Miklós Faludi was born Miklós Mózes Waltersdorf in Devecser, Hungary, on 3 February 1870. His parents were Gábor Faludi, a successful businessman who founded the famous Comedy Theatre of Budapest in 1896, and Josefin Lővy. After completing his secondary school studies, Miklós worked as a bank clerk in London, England after which he moved to France, where he met his wife Marie Combe. In 1896 he returned to Budapest and became the secretary of the Népszínház (Folk Theatre).

In 1901, he joined his father Gábor and brothers Jenő and Sándor in the management of the Comedy Theatre as the artistic director and dramaturge, a role which he would retain until 1921. Faludi's experiences in Western Europe as a young man, along with his ability to speak English, French, and German, allowed him to translate and stage popular plays from across the continent including David Belasco's Madame Butterfly.
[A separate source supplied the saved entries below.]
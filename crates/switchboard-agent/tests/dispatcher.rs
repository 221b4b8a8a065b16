use std::sync::{Arc, Mutex};

use async_trait::async_trait;

use switchboard_agent::{
    AgentDispatcher, ChatRequest, ChatResponse, LlmProvider, ProviderError, VerifyOnlyHandler,
};
use switchboard_channels::MessageHandler;
use switchboard_core::types::SessionKey;
use switchboard_sessions::{thinking_prompt, SessionStore, ThinkingLevel};

/// Records every request and answers with a canned reply or error.
struct MockProvider {
    requests: Mutex<Vec<ChatRequest>>,
    reply: Result<String, u16>,
}

impl MockProvider {
    fn replying(text: &str) -> Arc<Self> {
        Arc::new(Self {
            requests: Mutex::new(Vec::new()),
            reply: Ok(text.to_string()),
        })
    }

    fn failing(status: u16) -> Arc<Self> {
        Arc::new(Self {
            requests: Mutex::new(Vec::new()),
            reply: Err(status),
        })
    }

    fn last_system(&self) -> String {
        self.requests.lock().unwrap().last().unwrap().system.clone()
    }

    fn calls(&self) -> usize {
        self.requests.lock().unwrap().len()
    }
}

#[async_trait]
impl LlmProvider for MockProvider {
    fn name(&self) -> &str {
        "mock"
    }

    async fn send(&self, req: &ChatRequest) -> Result<ChatResponse, ProviderError> {
        self.requests.lock().unwrap().push(req.clone());
        match &self.reply {
            Ok(text) => Ok(ChatResponse {
                content: text.clone(),
                model: req.model.clone(),
                tokens_in: 7,
                tokens_out: 2,
                stop_reason: "stop".into(),
            }),
            Err(status) => Err(ProviderError::Api {
                status: *status,
                message: "overloaded".into(),
            }),
        }
    }
}

fn dispatcher(provider: Arc<MockProvider>) -> (AgentDispatcher, Arc<SessionStore>) {
    let sessions = Arc::new(SessionStore::new());
    let d = AgentDispatcher::new(provider, "mock-model".into(), sessions.clone())
        .with_system_prompt("BASE");
    (d, sessions)
}

#[tokio::test]
async fn forwards_text_with_medium_thinking_by_default() {
    let provider = MockProvider::replying("hi there");
    let (d, _) = dispatcher(provider.clone());
    let key = SessionKey::for_chat("slack", "C1");

    let reply = d.handle(&key, "hello").await.unwrap();
    assert_eq!(reply, "hi there");

    let req = provider.requests.lock().unwrap()[0].clone();
    assert_eq!(req.model, "mock-model");
    assert_eq!(req.messages[0].content, "hello");
    assert_eq!(
        req.system,
        format!("BASE{}", thinking_prompt(ThinkingLevel::Medium))
    );
}

#[tokio::test]
async fn think_command_changes_the_next_prompt() {
    let provider = MockProvider::replying("ok");
    let (d, _) = dispatcher(provider.clone());
    let key = SessionKey::for_chat("telegram", "42");

    d.handle(&key, "/think off").await.unwrap();
    // slash commands never reach the provider
    assert_eq!(provider.calls(), 0);

    d.handle(&key, "question").await.unwrap();
    assert_eq!(provider.last_system(), "BASE");

    d.handle(&key, "/think high").await.unwrap();
    d.handle(&key, "question").await.unwrap();
    assert!(provider
        .last_system()
        .ends_with(thinking_prompt(ThinkingLevel::High)));
}

#[tokio::test]
async fn verbose_adds_instruction_and_usage_footer() {
    let provider = MockProvider::replying("answer");
    let (d, sessions) = dispatcher(provider.clone());
    let key = SessionKey::for_chat("discord", "9");
    sessions.set_verbose(&key, true);

    let reply = d.handle(&key, "why?").await.unwrap();
    assert!(reply.starts_with("answer"));
    assert!(reply.contains("7 in / 2 out"));
    assert!(provider.last_system().contains("Verbose Mode"));
}

#[tokio::test]
async fn provider_error_becomes_handler_error() {
    let (d, _) = dispatcher(MockProvider::failing(529));
    let key = SessionKey::for_chat("feishu", "oc_1");

    let err = d.handle(&key, "hello").await.unwrap_err();
    assert!(err.to_string().contains("529"));
}

#[tokio::test]
async fn blank_reply_is_an_error() {
    let (d, _) = dispatcher(MockProvider::replying("   "));
    let key = SessionKey::for_chat("slack", "C1");
    assert!(d.handle(&key, "hello").await.is_err());
}

#[tokio::test]
async fn status_reports_provider_and_model() {
    let (d, _) = dispatcher(MockProvider::replying("x"));
    let key = SessionKey::for_chat("wecom", "zhangsan");
    let status = d.handle(&key, "/status").await.unwrap();
    assert!(status.contains("mock"));
    assert!(status.contains("mock-model"));
}

#[tokio::test]
async fn verify_only_handler_always_sends_the_notice() {
    let handler = VerifyOnlyHandler::new("verification mode");
    let key = SessionKey::for_chat("wecom", "zhangsan");
    assert_eq!(handler.handle(&key, "hi").await.unwrap(), "verification mode");
    assert_eq!(handler.handle(&key, "/help").await.unwrap(), "verification mode");
}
In 1911, Faludi founded the Hunnia Biograph Company and personally oversaw the construction of the first film studio in Budapest, located in Pannonia Street. The company produced a number of films until it ceased operations in 1913. In his later years, he worked as an artistic director at the Belvárosi Theatre until his retirement in 1939. Faludi died in Budapest on 1 February 1942 and was buried at Kerepesi Cemetery.